На полученные деньги Сашенька купила блестящие чулки и… баночку туши для ресниц. Вечерами, когда посторонних не было, она подкрашивала свои белесые реснички и сидела перед зеркалом – любовалась собой. Но когда она влюбилась в самого решительного из троих ребят, ходивших к Леонардовне, тот убедил ее, что в светлых ресничках ее глаза гораздо милей, и вышвырнул тушь в форточку.
В том же году случилась беда с двумя нашими девушками.
Женя и Лида были сестрами, обе пытались поступить в Театральный институт, но провалились. Женя устроилась в наш Внешкольный, а Лида в Педагогический.
Очень похожие одна на другую, высокие, светловолосые и светлоглазые, они были красивы и привлекали особой покойностью и плавностью движений, сдержанной неторопливостью речи. Тем страшнее было то, что с ними случилось.
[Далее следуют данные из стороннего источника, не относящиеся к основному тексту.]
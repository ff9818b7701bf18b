//! Audit event types.

use chrono::{DateTime, Utc};
use serde::Serialize;

/// Audit events, serialized with an `event` tag.
#[derive(Debug, Clone, PartialEq, Serialize)]
#[serde(tag = "event", rename_all = "snake_case")]
pub enum AuditEvent {
    /// The program started.
    SessionStart {
        /// Operator username.
        user: String,
        /// Interface under control.
        wifi_card: String,
        /// Our process id.
        pid: u32,
    },

    /// The program exited.
    SessionEnd {
        /// Operator username.
        user: String,
        /// Wall time in seconds.
        duration_sec: u64,
    },

    /// A scan/attack cycle began.
    CycleStart {
        /// Interface put into monitor mode.
        wifi_card: String,
        /// Passes over the target list before rescanning.
        max_attack_loop: u32,
    },

    /// Scan results were imported.
    ScanComplete {
        /// Networks parsed.
        networks: usize,
        /// Clients parsed.
        clients: usize,
    },

    /// The interface was retuned.
    ChannelSet {
        /// New channel.
        channel: i32,
    },

    /// Broadcast deauthentication against an access point.
    DeauthBroadcast {
        /// Target access point.
        bssid: String,
        /// Channel it was attacked on.
        channel: i32,
        /// Burst count.
        count: u64,
    },

    /// Targeted deauthentication of one station.
    DeauthClient {
        /// Access point the station is associated with.
        bssid: String,
        /// Station MAC.
        client: String,
        /// Burst count.
        count: u64,
    },

    /// The cycle was cancelled.
    AttackStop {
        /// Who asked.
        reason: StopReason,
    },
}

/// Why an attack was stopped.
#[derive(Debug, Clone, Copy, PartialEq, Eq, Serialize)]
#[serde(rename_all = "snake_case")]
pub enum StopReason {
    /// `stop_attack` from the operator.
    Operator,
    /// Program shutdown.
    Shutdown,
}

/// Wrapper for serializing events with timestamp.
#[derive(Debug, Clone, Serialize)]
pub struct TimestampedEvent<'a> {
    /// ISO8601 timestamp.
    #[serde(rename = "ts")]
    pub timestamp: DateTime<Utc>,

    /// The actual event (flattened into this struct).
    #[serde(flatten)]
    pub event: &'a AuditEvent,
}

impl AuditEvent {
    /// Wrap this event with a timestamp for serialization.
    pub fn with_timestamp(&self) -> TimestampedEvent<'_> {
        TimestampedEvent {
            timestamp: Utc::now(),
            event: self,
        }
    }
}
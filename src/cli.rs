//! Command-line interface definitions for deauther.
//!
//! Uses clap's derive API for type-safe argument parsing.

use clap::{Parser, Subcommand};
use std::path::PathBuf;

/// Wi-Fi scan and deauthentication controller.
///
/// deauther puts a wireless interface into monitor mode, scans for access
/// points and stations, and cycles deauthentication bursts across every
/// target that is not whitelisted.
#[derive(Parser, Debug)]
#[command(name = "deauther")]
#[command(author, version, about, long_about = None)]
#[command(propagate_version = true)]
pub struct Cli {
    /// Subcommand to run (or omit to start an interactive session).
    #[command(subcommand)]
    pub command: Option<Commands>,

    /// Path to additional config file.
    ///
    /// Merged on top of system and user configs, giving it the highest
    /// priority except for CLI flags.
    #[arg(short = 'c', long = "config", value_name = "PATH")]
    pub config: Option<PathBuf>,

    /// Wireless interface to use, overriding the configured one.
    #[arg(short = 'i', long = "interface", value_name = "IFACE")]
    pub interface: Option<String>,

    /// Start scanning immediately.
    #[arg(long = "auto")]
    pub auto: bool,

    /// Run without TUI: commands on stdin, status on stdout.
    #[arg(long = "headless")]
    pub headless: bool,

    /// Print status events as JSON lines (headless only).
    #[arg(long = "json", requires = "headless")]
    pub json: bool,

    /// Write debug logs to this file instead of stderr.
    ///
    /// The TUI owns the terminal, so without this only warnings are kept
    /// and they are discarded.
    #[arg(long = "log-file", value_name = "PATH")]
    pub log_file: Option<PathBuf>,

    /// Increase log verbosity.
    ///
    /// Can be specified multiple times:
    /// -v    = info level
    /// -vv   = debug level
    /// -vvv  = trace level
    #[arg(short = 'v', long = "verbose", action = clap::ArgAction::Count)]
    pub verbose: u8,
}

/// Subcommands for deauther.
#[derive(Subcommand, Debug)]
pub enum Commands {
    /// Import an airodump-ng CSV into the result store.
    Import {
        /// Capture file to import.
        #[arg(required = true)]
        csv: PathBuf,
    },

    /// List attackable targets from the last scan.
    Targets,

    /// Manage access points that are never attacked.
    Whitelist {
        /// What to do with the whitelist.
        #[command(subcommand)]
        action: WhitelistAction,
    },

    /// Print the resolved settings as TOML.
    Settings,
}

/// Whitelist operations.
#[derive(Subcommand, Debug, Clone, PartialEq, Eq)]
pub enum WhitelistAction {
    /// Show every entry.
    List,
    /// Add an access point.
    Add {
        /// BSSID, e.g. AA:BB:CC:DD:EE:FF.
        mac: String,
    },
    /// Remove an access point.
    Remove {
        /// BSSID to remove.
        mac: String,
    },
    /// Remove every entry.
    Clear,
}

impl Cli {
    /// Whether the interactive TUI will own the terminal.
    #[must_use]
    pub fn uses_tui(&self) -> bool {
        self.command.is_none() && !self.headless
    }
}

#[cfg(test)]
mod tests {
    use super::*;

    #[test]
    fn test_cli_parse_basic() {
        let cli = Cli::parse_from(["deauther"]);
        assert!(cli.command.is_none());
        assert!(!cli.headless);
        assert!(!cli.auto);
        assert_eq!(cli.verbose, 0);
        assert!(cli.uses_tui());
    }

    #[test]
    fn test_cli_parse_with_options() {
        let cli = Cli::parse_from([
            "deauther",
            "-i",
            "wlan1",
            "--auto",
            "--headless",
            "--json",
            "-vv",
            "--config",
            "/tmp/extra.toml",
        ]);

        assert_eq!(cli.interface.as_deref(), Some("wlan1"));
        assert!(cli.auto);
        assert!(cli.headless);
        assert!(cli.json);
        assert_eq!(cli.verbose, 2);
        assert_eq!(cli.config, Some(PathBuf::from("/tmp/extra.toml")));
        assert!(!cli.uses_tui());
    }

    #[test]
    fn test_json_requires_headless() {
        assert!(Cli::try_parse_from(["deauther", "--json"]).is_err());
    }

    #[test]
    fn test_import_command() {
        let cli = Cli::parse_from(["deauther", "import", "/tmp/scan-01.csv"]);
        assert!(!cli.uses_tui());
        match cli.command {
            Some(Commands::Import { csv }) => assert_eq!(csv, PathBuf::from("/tmp/scan-01.csv")),
            _ => panic!("Expected Import command"),
        }
    }

    #[test]
    fn test_whitelist_commands() {
        let cli = Cli::parse_from(["deauther", "whitelist", "add", "aa:bb:cc:dd:ee:ff"]);
        match cli.command {
            Some(Commands::Whitelist { action }) => assert_eq!(
                action,
                WhitelistAction::Add {
                    mac: "aa:bb:cc:dd:ee:ff".to_string()
                }
            ),
            _ => panic!("Expected Whitelist command"),
        }

        let cli = Cli::parse_from(["deauther", "whitelist", "clear"]);
        assert!(matches!(
            cli.command,
            Some(Commands::Whitelist {
                action: WhitelistAction::Clear
            })
        ));
    }
}
//! In-memory result store and whitelist.

use std::collections::BTreeMap;
use std::sync::{Arc, Mutex, MutexGuard, PoisonError};

use super::error::StoreError;
use super::model::{Client, Network, StoreCounts};
use super::{ResultStore, WhitelistProvider};

#[derive(Debug, Default)]
struct Tables {
    networks: BTreeMap<String, Network>,
    clients: BTreeMap<String, Client>,
    whitelist: Vec<String>,
}

/// Result store and whitelist held in memory.
///
/// Clones share the same tables, so a test can keep one clone while the
/// attack loop owns another.
#[derive(Debug, Clone, Default)]
pub struct MemoryStore {
    tables: Arc<Mutex<Tables>>,
}

impl MemoryStore {
    /// Empty store.
    #[must_use]
    pub fn new() -> Self {
        Self::default()
    }

    /// Store pre-filled with rows.
    pub fn with_rows(networks: Vec<Network>, clients: Vec<Client>) -> Self {
        let store = Self::new();
        {
            let mut tables = store.lock();
            tables.networks = networks.into_iter().map(|n| (n.bssid.clone(), n)).collect();
            tables.clients = clients
                .into_iter()
                .map(|c| (c.client_bssid.clone(), c))
                .collect();
        }
        store
    }

    /// Replace the whitelist.
    pub fn set_whitelist<I, S>(&self, macs: I)
    where
        I: IntoIterator<Item = S>,
        S: AsRef<str>,
    {
        self.lock().whitelist = macs
            .into_iter()
            .map(|m| m.as_ref().trim().to_uppercase())
            .collect();
    }

    fn lock(&self) -> MutexGuard<'_, Tables> {
        self.tables.lock().unwrap_or_else(PoisonError::into_inner)
    }
}

impl ResultStore for MemoryStore {
    fn clear(&self) -> Result<(), StoreError> {
        let mut tables = self.lock();
        tables.networks.clear();
        tables.clients.clear();
        Ok(())
    }

    fn upsert(&self, networks: &[Network], clients: &[Client]) -> Result<(), StoreError> {
        let mut tables = self.lock();
        for network in networks {
            tables.networks.insert(network.bssid.clone(), network.clone());
        }
        for client in clients {
            tables
                .clients
                .insert(client.client_bssid.clone(), client.clone());
        }
        Ok(())
    }

    fn network_at(
        &self,
        whitelist: &[String],
        offset: usize,
    ) -> Result<Option<Network>, StoreError> {
        let excluded: Vec<String> = whitelist.iter().map(|m| m.trim().to_uppercase()).collect();
        let tables = self.lock();
        let mut candidates: Vec<&Network> = tables
            .networks
            .values()
            .filter(|n| n.attack_channel().is_some())
            .filter(|n| !excluded.contains(&n.bssid.to_uppercase()))
            .collect();
        candidates.sort_by(|a, b| (a.channel, &a.bssid).cmp(&(b.channel, &b.bssid)));
        Ok(candidates.get(offset).map(|n| (*n).clone()))
    }

    fn client_at(&self, network: &str, offset: usize) -> Result<Option<Client>, StoreError> {
        let network = network.trim().to_uppercase();
        let tables = self.lock();
        Ok(tables
            .clients
            .values()
            .filter(|c| c.associated_network.as_deref() == Some(network.as_str()))
            .nth(offset)
            .cloned())
    }

    fn counts(&self) -> Result<StoreCounts, StoreError> {
        let tables = self.lock();
        Ok(StoreCounts {
            networks: tables.networks.len(),
            clients: tables.clients.len(),
        })
    }
}

impl WhitelistProvider for MemoryStore {
    fn whitelist(&self) -> Result<Vec<String>, StoreError> {
        Ok(self.lock().whitelist.clone())
    }
}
Объявление гласило, что в меховой магазин на Невском приглашаются молодые девушки для работы продавщицами. Обеих сестер приняли. Хозяин магазина предупредил их, что покупателей бывает немного, но каждого надо принять как можно любезней и постараться что-либо продать, для этого он учил новых продавщиц накидывать на плечи меха, кутаться в палантины, примерять на себе любой самый дешевый воротник так, чтобы он выглядел изысканно. Кроме того, в обязанность продавщиц входило быть милыми хозяйками в задних комнатах магазина, куда приходят поставщики и другие деловые люди, – сервировать чай, заваривать кофе, делать бутерброды, угощать коньяком или винами. Оплата была по тому времени довольно высокая, а работа нетяжелая, за прилавком разрешалось сидеть и даже читать, но при входе покупателя нужно было немедленно встать и встретить его приветливой улыбкой.
Работать на нэпмана? Было в этом что-то царапающее самолюбие, но когда вокруг столько безработных, выбирать не приходилось.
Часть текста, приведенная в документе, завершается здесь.